I understand they cant put in serious support hours to people on a $50 monthly lease or something (and i wonder how the OP is gonna handle that as a single person at all).
Well, Pippi. Of course being open source is better. But there's TONS of open source trade platforms out there. I tried some of them. Often that are what we programmers call "spaghetti code". So it's very hard to figure out how to do any thing to them.

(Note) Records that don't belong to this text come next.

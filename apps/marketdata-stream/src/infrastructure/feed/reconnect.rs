//! Reconnection Policy
//!
//! Fixed-delay reconnection for the feed WebSocket. Every attempt waits the
//! same configured delay; attempts continue until the connection is
//! stopped or auto-reconnect is disabled.

use std::time::Duration;

use tokio_util::sync::CancellationToken;

/// Default delay between reconnection attempts.
pub const DEFAULT_RECONNECT_DELAY: Duration = Duration::from_secs(5);

/// Configuration for reconnection behavior.
#[derive(Debug, Clone)]
pub struct ReconnectConfig {
    /// Delay before every reconnection attempt.
    pub delay: Duration,
    /// Whether to reconnect at all after the session is lost.
    pub enabled: bool,
}

impl Default for ReconnectConfig {
    fn default() -> Self {
        Self {
            delay: DEFAULT_RECONNECT_DELAY,
            enabled: true,
        }
    }
}

impl ReconnectConfig {
    /// Create a new configuration with custom values.
    #[must_use]
    pub const fn new(delay: Duration, enabled: bool) -> Self {
        Self { delay, enabled }
    }

    /// Configuration that never reconnects.
    #[must_use]
    pub const fn disabled() -> Self {
        Self {
            delay: DEFAULT_RECONNECT_DELAY,
            enabled: false,
        }
    }
}

/// Reconnection policy with a fixed delay.
///
/// # Example
///
/// ```rust
/// use marketdata_stream::infrastructure::feed::reconnect::{ReconnectConfig, ReconnectPolicy};
/// use std::time::Duration;
///
/// let mut policy = ReconnectPolicy::new(ReconnectConfig::default());
///
/// assert_eq!(policy.next_delay(), Some(Duration::from_secs(5)));
/// assert_eq!(policy.next_delay(), Some(Duration::from_secs(5)));
/// assert_eq!(policy.attempt_count(), 2);
///
/// // Successful connection
/// policy.reset();
/// assert_eq!(policy.attempt_count(), 0);
/// ```
#[derive(Debug)]
pub struct ReconnectPolicy {
    config: ReconnectConfig,
    attempt_count: u32,
}

impl ReconnectPolicy {
    /// Create a new reconnection policy.
    #[must_use]
    pub const fn new(config: ReconnectConfig) -> Self {
        Self {
            config,
            attempt_count: 0,
        }
    }

    /// Delay before the next attempt.
    ///
    /// Returns `None` if reconnection is disabled.
    #[must_use]
    pub const fn next_delay(&mut self) -> Option<Duration> {
        if !self.config.enabled {
            return None;
        }
        self.attempt_count = self.attempt_count.saturating_add(1);
        Some(self.config.delay)
    }

    /// Reset the policy after a successful connection.
    pub const fn reset(&mut self) {
        self.attempt_count = 0;
    }

    /// Attempts since the last successful connection.
    #[must_use]
    pub const fn attempt_count(&self) -> u32 {
        self.attempt_count
    }

    /// Check if reconnection should continue.
    #[must_use]
    pub const fn should_retry(&self) -> bool {
        self.config.enabled
    }
}

/// Sleep for `delay` unless `cancel` fires first.
///
/// Returns `true` if the full delay elapsed.
pub async fn sleep_or_cancelled(delay: Duration, cancel: &CancellationToken) -> bool {
    tokio::select! {
        () = cancel.cancelled() => false,
        () = tokio::time::sleep(delay) => true,
    }
}

#[cfg(test)]
mod tests {
    use super::*;

    #[test]
    fn default_config_values() {
        let config = ReconnectConfig::default();
        assert_eq!(config.delay, Duration::from_secs(5));
        assert!(config.enabled);
    }

    #[test]
    fn delay_is_fixed() {
        let mut policy = ReconnectPolicy::new(ReconnectConfig::new(Duration::from_millis(250), true));

        for attempt in 1..=20 {
            assert_eq!(policy.next_delay(), Some(Duration::from_millis(250)));
            assert_eq!(policy.attempt_count(), attempt);
        }
    }

    #[test]
    fn disabled_policy_never_retries() {
        let mut policy = ReconnectPolicy::new(ReconnectConfig::disabled());
        assert!(!policy.should_retry());
        assert!(policy.next_delay().is_none());
        assert_eq!(policy.attempt_count(), 0);
    }

    #[test]
    fn policy_reset() {
        let mut policy = ReconnectPolicy::new(ReconnectConfig::default());
        let _ = policy.next_delay();
        let _ = policy.next_delay();
        assert_eq!(policy.attempt_count(), 2);

        policy.reset();

        assert_eq!(policy.attempt_count(), 0);
        assert!(policy.should_retry());
    }

    #[tokio::test(start_paused = true)]
    async fn sleep_waits_full_delay() {
        let cancel = CancellationToken::new();
        let start = tokio::time::Instant::now();

        assert!(sleep_or_cancelled(Duration::from_secs(5), &cancel).await);
        assert!(start.elapsed() >= Duration::from_secs(5));
    }

    #[tokio::test(start_paused = true)]
    async fn cancel_interrupts_sleep() {
        let cancel = CancellationToken::new();
        let trigger = cancel.clone();
        tokio::spawn(async move {
            tokio::time::sleep(Duration::from_secs(1)).await;
            trigger.cancel();
        });

        let start = tokio::time::Instant::now();
        assert!(!sleep_or_cancelled(Duration::from_secs(5), &cancel).await);
        assert!(start.elapsed() < Duration::from_secs(5));
    }
}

And when you do it breaks stuff.
There's something more needed in a platform.
For example, you mention customized performance stats.
While TickZOOM has money popular ones, they are externalized from the main engine and technically part your formulas that TickZOOM calls out to.
And the design (in my opinion, of course) of the stats is intuitive and easy to add more calculations.
Why it's because if you go to the basic stats and add a new calculation there, it automatically applies to the trade by trade, combo trades, daily, weekly, monthly, and yearly stats.
Personnaly, it's more interesting how my strategy performs daily or weekly than trade by trade.
Now for optimizing. Those algorithms are also externalized from the engine.
This means that when it's ready to do an optimization, it:
1. First gets the set of parameters you configured to optimize with the range of values and the step count. If you are optimizing multiple strategies simultaneously. You can specify for any of them.
2. The engine then takes the parameters and calls back out to whichever algorithm you chose to determine a value set to run for each iteration.
3. After the algo give the parameters, the engine sets those parameters on the respective strategies and runs a historical test.
4. It keeps doing that (for as many processors as you have simultaneously) and when each test completes, it returns to the algorithm with all the strategies available to query for any results. Usually you will get comma separate list of results to write to a file.
5. Got the genetic algorithm, it gets the "score" from the strategy. That's up to you how you calculate your "score" in your custom code. Then it uses the score, obviously, in the generation of chromosomes for the remaining tests.
The point is that the engine just orchestrates things and does it's primary job of generating bar data from ticks very fast and trigger your strategies do their job.
That's why people keep comparing it to the Linux kernel just to orchestrates the various processes in the system.
But those processes could be anything. And can be expanded by anybody.